二人で話したいと千梨が言ったので、晶は洞窟の外へ出た。別に聞かれて困るわけでもないようだったけれど、半端に聞こえては中の方で落ち着かないだろうから、数メートル適当に離れる。
どう切り出したものか迷うように、千梨は空を仰ぎ、首を傾げた。
「あたしはマリッカに、血水晶経由で呼ばれてきたわけだけど」
覗き込まれた。
「君は、巻き込まれたのかな?」
「巻き込まれたっていうか」
口ごもる。正式に召喚されたのでないことは、見た目でわかってしまうのだ。晶のどこにも赤は染みついていない。そんな法則があるとは、昨夜か今朝まで知らなかった。
「……ぶっちゃけ、おもしろそうだからついてきたっていうか?」
「おい」
なるべく軽薄そうに、と努めながら誤魔化した。気に懸けて損したとばかり、じとんと睨まれたのは思惑通りである。呆れられたかもしれないけれど、責任を感じさせるよりはよい。

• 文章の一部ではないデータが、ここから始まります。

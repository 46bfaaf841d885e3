//! Copy per-project media into the flat public directory.

use std::fs::{self, File};
use std::io;
use std::path::{Path, PathBuf};

use serde::Serialize;
use tracing::{debug, info, warn};

use super::naming::public_asset_name;
use crate::config::Config;
use crate::error::{Error, Result};

/// What happened to one asset.
#[derive(Debug, Clone, Copy, PartialEq, Eq, Serialize)]
#[serde(rename_all = "snake_case")]
pub enum PublishAction {
    /// Written to the public directory (or would be, in a dry run).
    Copied,
    /// Destination already holds identical bytes.
    Unchanged,
}

/// One published asset.
#[derive(Debug, Clone, PartialEq, Eq, Serialize)]
pub struct PublishedAsset {
    /// Owning project directory name.
    pub slug: String,
    /// File under the project directory.
    pub source: PathBuf,
    /// File in the public directory.
    pub destination: PathBuf,
    /// URL path the site serves it from.
    pub public_path: String,
    /// Outcome.
    pub action: PublishAction,
}

/// Summary of a publish run.
#[derive(Debug, Clone, Default, PartialEq, Eq, Serialize)]
pub struct PublishReport {
    /// Whether anything was actually written.
    pub dry_run: bool,
    /// Files copied.
    pub copied: usize,
    /// Files already up to date.
    pub unchanged: usize,
    /// Files ignored because their extension is not a media type.
    pub skipped: usize,
    /// Per-file detail, in directory then file name order.
    pub assets: Vec<PublishedAsset>,
}

/// Copies `<source_dir>/<slug>/<file>` to `<public_dir>/<slug>-<file>`.
#[derive(Debug, Clone)]
pub struct AssetPublisher {
    source_dir: PathBuf,
    public_dir: PathBuf,
    extensions: Vec<String>,
    known_slugs: Vec<String>,
    dry_run: bool,
}

impl AssetPublisher {
    /// Create a publisher for explicit directories.
    #[must_use]
    pub fn new(source_dir: impl Into<PathBuf>, public_dir: impl Into<PathBuf>) -> Self {
        Self {
            source_dir: source_dir.into(),
            public_dir: public_dir.into(),
            extensions: Vec::new(),
            known_slugs: Vec::new(),
            dry_run: false,
        }
    }

    /// Create a publisher from configuration.
    #[must_use]
    pub fn from_config(config: &Config) -> Self {
        Self::new(config.asset_source_dir(), config.public_dir())
            .with_extensions(config.assets.extensions.clone())
            .with_known_slugs(config.content.slugs.clone())
    }

    /// Set the media extensions to copy (case-insensitive, no dot).
    #[must_use]
    pub fn with_extensions(mut self, extensions: Vec<String>) -> Self {
        self.extensions = extensions;
        self
    }

    /// Set the known slugs; other project directories are copied with a warning.
    #[must_use]
    pub fn with_known_slugs(mut self, slugs: Vec<String>) -> Self {
        self.known_slugs = slugs;
        self
    }

    /// Report without writing.
    #[must_use]
    pub fn dry_run(mut self, dry_run: bool) -> Self {
        self.dry_run = dry_run;
        self
    }

    /// Whether `path` has one of the configured media extensions.
    #[must_use]
    pub fn is_media(&self, path: &Path) -> bool {
        path.extension()
            .and_then(|ext| ext.to_str())
            .is_some_and(|ext| self.extensions.iter().any(|e| e.eq_ignore_ascii_case(ext)))
    }

    /// Run the copy.
    ///
    /// A missing source directory yields an empty report.
    ///
    /// # Errors
    ///
    /// Returns an error if a directory cannot be listed or a file cannot be
    /// hashed or copied.
    pub fn publish(&self) -> Result<PublishReport> {
        let mut report = PublishReport {
            dry_run: self.dry_run,
            ..PublishReport::default()
        };

        if !self.source_dir.is_dir() {
            info!(
                "Asset directory {} not found, nothing to publish",
                self.source_dir.display()
            );
            return Ok(report);
        }

        for project_dir in sorted_entries(&self.source_dir)? {
            if !project_dir.is_dir() {
                continue;
            }
            let Some(slug) = project_dir.file_name().and_then(|n| n.to_str()) else {
                warn!("Skipping non UTF-8 directory {}", project_dir.display());
                continue;
            };
            if !self.known_slugs.is_empty() && !self.known_slugs.iter().any(|s| s == slug) {
                warn!(slug, "Publishing assets for a project that is not in the slug list");
            }

            for source in sorted_entries(&project_dir)? {
                if !source.is_file() {
                    continue;
                }
                if !self.is_media(&source) {
                    debug!("Skipping non-media file {}", source.display());
                    report.skipped += 1;
                    continue;
                }
                let Some(file_name) = source.file_name().and_then(|n| n.to_str()) else {
                    report.skipped += 1;
                    continue;
                };

                let asset = self.publish_file(slug, file_name, &source)?;
                match asset.action {
                    PublishAction::Copied => report.copied += 1,
                    PublishAction::Unchanged => report.unchanged += 1,
                }
                report.assets.push(asset);
            }
        }

        info!(
            copied = report.copied,
            unchanged = report.unchanged,
            skipped = report.skipped,
            dry_run = self.dry_run,
            "Asset publish finished"
        );
        Ok(report)
    }

    fn publish_file(&self, slug: &str, file_name: &str, source: &Path) -> Result<PublishedAsset> {
        let public_name = public_asset_name(slug, file_name);
        let destination = self.public_dir.join(&public_name);

        let action = if destination.is_file() && same_contents(source, &destination)? {
            PublishAction::Unchanged
        } else {
            if !self.dry_run {
                fs::copy(source, &destination).map_err(|e| Error::AssetCopy {
                    from: source.to_path_buf(),
                    to: destination.clone(),
                    source: e,
                })?;
            }
            debug!("Copied {} -> {}", source.display(), destination.display());
            PublishAction::Copied
        };

        Ok(PublishedAsset {
            slug: slug.to_string(),
            source: source.to_path_buf(),
            destination,
            public_path: format!("/{public_name}"),
            action,
        })
    }
}

/// Directory entries sorted by path.
fn sorted_entries(dir: &Path) -> Result<Vec<PathBuf>> {
    let read_err = |source: io::Error| Error::DirectoryRead {
        path: dir.to_path_buf(),
        source,
    };
    let mut entries = fs::read_dir(dir)
        .map_err(read_err)?
        .map(|entry| entry.map(|e| e.path()))
        .collect::<io::Result<Vec<_>>>()
        .map_err(read_err)?;
    entries.sort();
    Ok(entries)
}

fn same_contents(a: &Path, b: &Path) -> Result<bool> {
    if fs::metadata(a)?.len() != fs::metadata(b)?.len() {
        return Ok(false);
    }
    Ok(file_hash(a)? == file_hash(b)?)
}

fn file_hash(path: &Path) -> Result<blake3::Hash> {
    let mut file = File::open(path)?;
    let mut hasher = blake3::Hasher::new();
    io::copy(&mut file, &mut hasher)?;
    Ok(hasher.finalize())
}

#[cfg(test)]
mod tests {
    use super::*;
    use tempfile::TempDir;

    fn media_exts() -> Vec<String> {
        ["png", "jpg", "mp4"].into_iter().map(String::from).collect()
    }

    /// Lay out `public/projects/<slug>/<file>` with the given contents.
    fn site(files: &[(&str, &str, &str)]) -> (TempDir, AssetPublisher) {
        let dir = tempfile::tempdir().unwrap();
        let public = dir.path().join("public");
        let source = public.join("projects");
        for (slug, name, contents) in files {
            let project = source.join(slug);
            fs::create_dir_all(&project).unwrap();
            fs::write(project.join(name), contents).unwrap();
        }
        let publisher = AssetPublisher::new(source, public).with_extensions(media_exts());
        (dir, publisher)
    }

    #[test]
    fn test_copies_with_slug_prefix() {
        let (dir, publisher) = site(&[
            ("comsafe", "cover.png", "one"),
            ("linear-odo", "cover.png", "two"),
        ]);

        let report = publisher.publish().unwrap();

        assert_eq!(report.copied, 2);
        let public = dir.path().join("public");
        assert_eq!(fs::read(public.join("comsafe-cover.png")).unwrap(), b"one");
        assert_eq!(fs::read(public.join("linear-odo-cover.png")).unwrap(), b"two");
        assert_eq!(report.assets[0].public_path, "/comsafe-cover.png");
    }

    #[test]
    fn test_matches_normalized_record_path() {
        let (_dir, publisher) = site(&[("demo", "shot.v2.JPG", "x")]);

        let report = publisher.publish().unwrap();

        assert_eq!(
            report.assets[0].public_path,
            crate::assets::normalize_asset_path("/projects/demo/shot.v2.JPG", "demo", "/projects/")
        );
    }

    #[test]
    fn test_skips_non_media() {
        let (_dir, publisher) = site(&[("demo", "notes.txt", "x"), ("demo", "clip.mp4", "y")]);

        let report = publisher.publish().unwrap();

        assert_eq!(report.copied, 1);
        assert_eq!(report.skipped, 1);
        assert_eq!(report.assets[0].destination.file_name().unwrap(), "demo-clip.mp4");
    }

    #[test]
    fn test_second_run_is_unchanged() {
        let (_dir, publisher) = site(&[("demo", "cover.png", "same")]);

        publisher.publish().unwrap();
        let report = publisher.publish().unwrap();

        assert_eq!(report.copied, 0);
        assert_eq!(report.unchanged, 1);
        assert_eq!(report.assets[0].action, PublishAction::Unchanged);
    }

    #[test]
    fn test_changed_source_is_recopied() {
        let (dir, publisher) = site(&[("demo", "cover.png", "old")]);
        publisher.publish().unwrap();

        let source = dir.path().join("public/projects/demo/cover.png");
        fs::write(&source, b"new!").unwrap();
        let report = publisher.publish().unwrap();

        assert_eq!(report.copied, 1);
        assert_eq!(
            fs::read(dir.path().join("public/demo-cover.png")).unwrap(),
            b"new!"
        );
    }

    #[test]
    fn test_dry_run_writes_nothing() {
        let (dir, publisher) = site(&[("demo", "cover.png", "x")]);

        let report = publisher.dry_run(true).publish().unwrap();

        assert!(report.dry_run);
        assert_eq!(report.copied, 1);
        assert!(!dir.path().join("public/demo-cover.png").exists());
    }

    #[test]
    fn test_missing_source_dir_is_empty_report() {
        let dir = tempfile::tempdir().unwrap();
        let publisher = AssetPublisher::new(dir.path().join("nope"), dir.path())
            .with_extensions(media_exts());

        let report = publisher.publish().unwrap();

        assert_eq!(report, PublishReport::default());
    }

    #[test]
    fn test_unknown_project_dir_still_published() {
        let (_dir, publisher) = site(&[("stray", "a.png", "x")]);
        let publisher = publisher.with_known_slugs(vec!["comsafe".into()]);

        let report = publisher.publish().unwrap();

        assert_eq!(report.copied, 1);
        assert_eq!(report.assets[0].slug, "stray");
    }

    #[test]
    fn test_loose_files_in_source_root_ignored() {
        let (dir, publisher) = site(&[("demo", "a.png", "x")]);
        fs::write(dir.path().join("public/projects/loose.png"), b"y").unwrap();

        let report = publisher.publish().unwrap();

        assert_eq!(report.copied, 1);
        assert_eq!(report.skipped, 0);
    }

    #[test]
    fn test_is_media_case_insensitive() {
        let publisher = AssetPublisher::new("a", "b").with_extensions(media_exts());
        assert!(publisher.is_media(Path::new("x.PNG")));
        assert!(!publisher.is_media(Path::new("x.txt")));
        assert!(!publisher.is_media(Path::new("png")));
    }

    #[test]
    fn test_from_config() {
        let mut config = Config::default();
        config.content.root = PathBuf::from("/site");
        let publisher = AssetPublisher::from_config(&config);

        assert_eq!(publisher.source_dir, PathBuf::from("/site/public/projects"));
        assert_eq!(publisher.public_dir, PathBuf::from("/site/public"));
        assert!(publisher.is_media(Path::new("a.webm")));
    }
}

巻き込まれたのではない。連れていってと、寧ろ縋りついた。
その結果は、とても楽しいもので。望んだ以上のもので。
全然おもしろくないことになってますけど、と付け加えてから、早くも演技を忘れたことに気づく。尤も、それはそれで不自然でもなかっただろう。ふんと鼻を鳴らして、はあと何度目かの溜め息を吐いて、それから浮かべた微苦笑は、年上らしい色をしていた。
「あたしは、やることが済んだら自動で送り返してもらえるのかもしれないけど。君は、どうしようね?」
そう来るとは思っていなくて虚を衝かれる。しばしの沈黙の後に、ははっ、と乾いた声がこぼれた。